Faculty of Education-Elgobbah, University of Derna, Libya, Elgobbah, Barka, Libya.
PeerJ Comput Sci. 2023 Sep 22;9:e1492. doi: 10.7717/peerj-cs.1492. eCollection 2023.
Malware, malicious software, is the major security concern of the digital realm. Conventional cyber-security solutions are challenged by sophisticated malicious behaviors. Currently, an overlap between malicious and legitimate behaviors causes more difficulties in characterizing those behaviors as malicious or legitimate activities. For instance, evasive malware often mimics legitimate behaviors, and evasion techniques are utilized by legitimate and malicious software.

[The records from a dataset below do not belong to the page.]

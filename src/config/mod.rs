//! Configuration loading and validation.
//!
//! Built once at start-up from an optional TOML file plus environment
//! overrides, then handed to every consumer.

use serde::{Deserialize, Serialize};
use std::path::Path;
use thiserror::Error;
use url::Url;

/// Environment variable overriding `data_source.url`.
pub const ENV_DATA_SOURCE_URL: &str = "DATA_SOURCE_URL";

/// Environment variable overriding `data_source.api_key`.
pub const ENV_DATA_SOURCE_KEY: &str = "DATA_SOURCE_KEY";

/// Configuration errors.
#[derive(Debug, Error)]
pub enum ConfigError {
    #[error("Failed to read config file: {0}")]
    ReadError(#[from] std::io::Error),

    #[error("Failed to parse config: {0}")]
    ParseError(#[from] toml::de::Error),

    #[error("Invalid configuration: {0}")]
    ValidationError(String),

    #[error("Missing data source setting '{0}' (set it in the config file or via environment)")]
    MissingDataSource(&'static str),
}

/// Remote data store configuration.
#[derive(Debug, Clone, Serialize, Deserialize)]
pub struct DataSourceConfig {
    /// Project URL of the hosted store, e.g. "https://xyz.supabase.co"
    #[serde(default)]
    pub url: Option<String>,

    /// Anonymous API key
    #[serde(default)]
    pub api_key: Option<String>,

    /// Path prefix of the table REST endpoint
    #[serde(default = "default_rest_path")]
    pub rest_path: String,

    /// Timeout in seconds
    #[serde(default = "default_timeout")]
    pub timeout_seconds: u64,
}

fn default_rest_path() -> String {
    "rest/v1".to_string()
}

fn default_timeout() -> u64 {
    30
}

impl Default for DataSourceConfig {
    fn default() -> Self {
        Self {
            url: None,
            api_key: None,
            rest_path: default_rest_path(),
            timeout_seconds: default_timeout(),
        }
    }
}

impl DataSourceConfig {
    /// Base URL of the table endpoint, e.g. "https://xyz.supabase.co/rest/v1/".
    pub fn rest_base(&self) -> Result<Url, ConfigError> {
        let raw = self
            .url
            .as_deref()
            .filter(|u| !u.trim().is_empty())
            .ok_or(ConfigError::MissingDataSource("url"))?;

        let mut base = Url::parse(raw.trim())
            .map_err(|e| ConfigError::ValidationError(format!("Bad data source URL: {e}")))?;
        if !base.path().ends_with('/') {
            let path = format!("{}/", base.path());
            base.set_path(&path);
        }
        let rest = format!("{}/", self.rest_path.trim_matches('/'));
        base.join(&rest)
            .map_err(|e| ConfigError::ValidationError(format!("Bad REST path: {e}")))
    }

    pub fn api_key(&self) -> Result<&str, ConfigError> {
        self.api_key
            .as_deref()
            .filter(|k| !k.trim().is_empty())
            .ok_or(ConfigError::MissingDataSource("api_key"))
    }

    /// Both settings must be present for the remote source to be built.
    pub fn validate(&self) -> Result<(), ConfigError> {
        self.rest_base()?;
        self.api_key()?;
        if self.timeout_seconds == 0 {
            return Err(ConfigError::ValidationError(
                "Data source timeout must be greater than 0".to_string(),
            ));
        }
        Ok(())
    }
}

/// Server configuration.
#[derive(Debug, Clone, Serialize, Deserialize)]
pub struct ServerConfig {
    #[serde(default = "default_host")]
    pub host: String,

    #[serde(default = "default_port")]
    pub port: u16,

    #[serde(default = "default_cors_origin")]
    pub cors_origin: String,
}

fn default_host() -> String {
    "127.0.0.1".to_string()
}

fn default_port() -> u16 {
    8080
}

fn default_cors_origin() -> String {
    "*".to_string()
}

impl Default for ServerConfig {
    fn default() -> Self {
        Self {
            host: default_host(),
            port: default_port(),
            cors_origin: default_cors_origin(),
        }
    }
}

/// Main application configuration.
#[derive(Debug, Clone, Default, Serialize, Deserialize)]
pub struct AppConfig {
    #[serde(default)]
    pub data_source: DataSourceConfig,

    #[serde(default)]
    pub server: ServerConfig,
}

impl AppConfig {
    /// Load configuration from a TOML file.
    pub fn from_file(path: &Path) -> Result<Self, ConfigError> {
        let contents = std::fs::read_to_string(path)?;
        let config: AppConfig = toml::from_str(&contents)?;
        Ok(config)
    }

    /// Load the file if it exists (defaults otherwise), apply process
    /// environment overrides and validate.
    pub fn load(path: &Path) -> Result<Self, ConfigError> {
        let mut config = if path.exists() {
            Self::from_file(path)?
        } else {
            tracing::debug!("No config file at {}, using defaults", path.display());
            Self::default()
        };
        config.apply_env(|key| std::env::var(key).ok());
        config.validate()?;
        Ok(config)
    }

    /// Override data source settings from the environment.
    pub fn apply_env(&mut self, lookup: impl Fn(&str) -> Option<String>) {
        if let Some(url) = lookup(ENV_DATA_SOURCE_URL).filter(|v| !v.is_empty()) {
            self.data_source.url = Some(url);
        }
        if let Some(key) = lookup(ENV_DATA_SOURCE_KEY).filter(|v| !v.is_empty()) {
            self.data_source.api_key = Some(key);
        }
    }

    /// Validate the configuration.
    ///
    /// Data source credentials are checked separately when the remote
    /// source is built, since snapshot mode runs without them.
    pub fn validate(&self) -> Result<(), ConfigError> {
        if self.server.port == 0 {
            return Err(ConfigError::ValidationError(
                "Server port must be greater than 0".to_string(),
            ));
        }

        if self.data_source.timeout_seconds == 0 {
            return Err(ConfigError::ValidationError(
                "Data source timeout must be greater than 0".to_string(),
            ));
        }

        Ok(())
    }
}

#[cfg(test)]
mod tests {
    use super::*;
    use std::collections::HashMap;

    fn configured() -> DataSourceConfig {
        DataSourceConfig {
            url: Some("https://abc.supabase.co".to_string()),
            api_key: Some("anon-key".to_string()),
            ..Default::default()
        }
    }

    #[test]
    fn test_default_config() {
        let config = AppConfig::default();

        assert_eq!(config.server.port, 8080);
        assert_eq!(config.data_source.rest_path, "rest/v1");
        assert!(config.data_source.url.is_none());
        assert_eq!(config.data_source.timeout_seconds, 30);
        assert!(config.validate().is_ok());
    }

    #[test]
    fn test_zero_timeout_rejected() {
        let mut config = AppConfig::default();
        config.data_source.timeout_seconds = 0;

        assert!(config.validate().is_err());
    }

    #[test]
    fn test_rest_base() {
        let base = configured().rest_base().unwrap();
        assert_eq!(base.as_str(), "https://abc.supabase.co/rest/v1/");
        assert_eq!(
            base.join("fighters").unwrap().as_str(),
            "https://abc.supabase.co/rest/v1/fighters"
        );
    }

    #[test]
    fn test_rest_base_keeps_url_path() {
        let mut ds = configured();
        ds.url = Some("http://localhost:54321/proxy".to_string());
        ds.rest_path = "/rest/v1/".to_string();
        assert_eq!(
            ds.rest_base().unwrap().as_str(),
            "http://localhost:54321/proxy/rest/v1/"
        );
    }

    #[test]
    fn test_missing_url_is_fatal() {
        let mut ds = configured();
        ds.url = None;
        assert!(matches!(
            ds.validate(),
            Err(ConfigError::MissingDataSource("url"))
        ));
    }

    #[test]
    fn test_missing_key_is_fatal() {
        let mut ds = configured();
        ds.api_key = Some("  ".to_string());
        assert!(matches!(
            ds.validate(),
            Err(ConfigError::MissingDataSource("api_key"))
        ));
    }

    #[test]
    fn test_bad_url_rejected() {
        let mut ds = configured();
        ds.url = Some("not a url".to_string());
        assert!(matches!(ds.validate(), Err(ConfigError::ValidationError(_))));
    }

    #[test]
    fn test_env_overrides_file_values() {
        let mut config = AppConfig::default();
        config.data_source.url = Some("https://from-file.example".to_string());

        let env: HashMap<&str, &str> = HashMap::from([
            (ENV_DATA_SOURCE_URL, "https://from-env.example"),
            (ENV_DATA_SOURCE_KEY, "secret"),
        ]);
        config.apply_env(|k| env.get(k).map(|v| v.to_string()));

        assert_eq!(
            config.data_source.url.as_deref(),
            Some("https://from-env.example")
        );
        assert_eq!(config.data_source.api_key.as_deref(), Some("secret"));
    }

    #[test]
    fn test_config_validation_bad_port() {
        let mut config = AppConfig::default();
        config.server.port = 0;

        assert!(config.validate().is_err());
    }

    #[test]
    fn test_from_file() {
        let dir = tempfile::tempdir().unwrap();
        let path = dir.path().join("config.toml");
        std::fs::write(
            &path,
            r#"
[data_source]
url = "https://abc.supabase.co"
api_key = "anon"
timeout_seconds = 5

[server]
port = 9090
"#,
        )
        .unwrap();

        let config = AppConfig::from_file(&path).unwrap();
        assert_eq!(config.server.port, 9090);
        assert_eq!(config.server.host, "127.0.0.1");
        assert_eq!(config.data_source.timeout_seconds, 5);
        assert!(config.data_source.validate().is_ok());
    }

    #[test]
    fn test_from_file_parse_error() {
        let dir = tempfile::tempdir().unwrap();
        let path = dir.path().join("config.toml");
        std::fs::write(&path, "[server\nport = ").unwrap();

        assert!(matches!(
            AppConfig::from_file(&path),
            Err(ConfigError::ParseError(_))
        ));
    }

    #[test]
    fn test_config_serialization() {
        let config = AppConfig::default();
        let toml_str = toml::to_string(&config).unwrap();

        let parsed: AppConfig = toml::from_str(&toml_str).unwrap();
        assert_eq!(config.server.port, parsed.server.port);
    }
}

Most of the existing solutions use the traditional term of frequency-inverse document frequency (TF-IDF) technique or its concept to represent malware behaviors. However, the traditional TF-IDF and the developed techniques represent the features, especially the shared ones, inaccurately because those techniques calculate a weight for each feature without considering its distribution in each class; instead, the generated weight is generated based on the distribution of the feature among all the documents. Such presumption can reduce the meaning of those features, and when those features are used to classify malware, they lead to a high false alarms.

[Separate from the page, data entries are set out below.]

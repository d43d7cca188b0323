//! Row identifiers as handed out by the data store.

use serde::{Deserialize, Deserializer, Serialize};
use std::fmt;

/// An entity ID read from the data store.
///
/// The hosted tables mix text and integer keys (fighter ids are strings in
/// some tables and integers in `records_by_promotion`), so both forms are
/// accepted and normalised to their string representation.
#[derive(Clone, Default, PartialEq, Eq, Hash, PartialOrd, Ord, Serialize)]
pub struct EntityId(String);

impl EntityId {
    /// Create a new EntityId.
    pub fn new(id: impl Into<String>) -> Self {
        Self(id.into())
    }

    /// Get the ID as a string slice.
    pub fn as_str(&self) -> &str {
        &self.0
    }
}

#[derive(Deserialize)]
#[serde(untagged)]
enum RawId {
    Text(String),
    Int(i64),
}

impl<'de> Deserialize<'de> for EntityId {
    fn deserialize<D>(deserializer: D) -> Result<Self, D::Error>
    where
        D: Deserializer<'de>,
    {
        Ok(match RawId::deserialize(deserializer)? {
            RawId::Text(s) => Self(s),
            RawId::Int(n) => Self(n.to_string()),
        })
    }
}

impl fmt::Display for EntityId {
    fn fmt(&self, f: &mut fmt::Formatter<'_>) -> fmt::Result {
        write!(f, "{}", self.0)
    }
}

impl fmt::Debug for EntityId {
    fn fmt(&self, f: &mut fmt::Formatter<'_>) -> fmt::Result {
        write!(f, "EntityId({})", self.0)
    }
}

impl From<String> for EntityId {
    fn from(s: String) -> Self {
        Self(s)
    }
}

impl From<&str> for EntityId {
    fn from(s: &str) -> Self {
        Self(s.to_string())
    }
}

impl From<i64> for EntityId {
    fn from(n: i64) -> Self {
        Self(n.to_string())
    }
}

/// Type alias for fighter IDs
pub type FighterId = EntityId;

/// Type alias for event IDs
pub type EventId = EntityId;

/// Type alias for fight (bout) IDs
pub type FightId = EntityId;

/// Type alias for per-promotion record IDs
pub type RecordId = EntityId;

This study proposes a Kullback-Liebler Divergence-based Term Frequency-Probability Class Distribution (KLD-based TF-PCD) algorithm to represent the extracted features based on the differences between the probability distributions of the terms in malware and benign classes. Unlike the existing solution, the proposed algorithm increases the weights of the important features by using the Kullback-Liebler Divergence tool to measure the differences between their probability distributions in malware and benign classes.
The experimental results show that the proposed KLD-based TF-PCD algorithm achieved an accuracy of 0.972, the false positive rate of 0.037, and the F-measure of 0.978. Such results were significant compared to the related work studies. Thus, the proposed KLD-based TF-PCD algorithm contributes to improving the security of cyberspace.
New meaningful characteristics have been added by the proposed algorithm to promote the learned knowledge of the classifiers, and thus increase their ability to classify malicious behaviors accurately.
恶意软件是数字领域主要的安全隐患。传统的网络安全解决方案受到复杂恶意行为的挑战。当前,恶意行为与合法行为之间的重叠使得将这些行为界定为恶意或合法活动变得更加困难。例如,逃避检测的恶意软件常常模仿合法行为,并且合法软件和恶意软件都会使用逃避技术。
现有的大多数解决方案使用传统的词频逆文档频率(TF-IDF)技术或其概念来表示恶意软件行为。然而,传统的TF-IDF及其改进技术无法准确表示特征,尤其是共享特征,因为这些技术在计算每个特征的权重时没有考虑其在每个类别中的分布;相反,生成的权重是基于该特征在所有文档中的分布生成的。这种假设会降低这些特征的意义,并且当这些特征用于对恶意软件进行分类时,会导致高误报率。
本研究提出了一种基于库尔贝克-莱布勒散度的词频-概率类分布(基于KLD的TF-PCD)算法,用于根据恶意软件和良性类别中词项概率分布的差异来表示提取的特征。与现有解决方案不同,该算法通过使用库尔贝克-莱布勒散度工具来测量恶意软件和良性类别中其概率分布的差异,从而增加重要特征的权重。
实验结果表明,所提出的基于KLD的TF-PCD算法的准确率为0.972,误报率为0.037,F值为0.978。与相关工作研究相比,这些结果非常显著。因此,所提出的基于KLD的TF-PCD算法有助于提高网络空间的安全性。
所提出的算法添加了新的有意义的特征,以促进分类器所学知识的提升,从而提高其准确分类恶意行为的能力。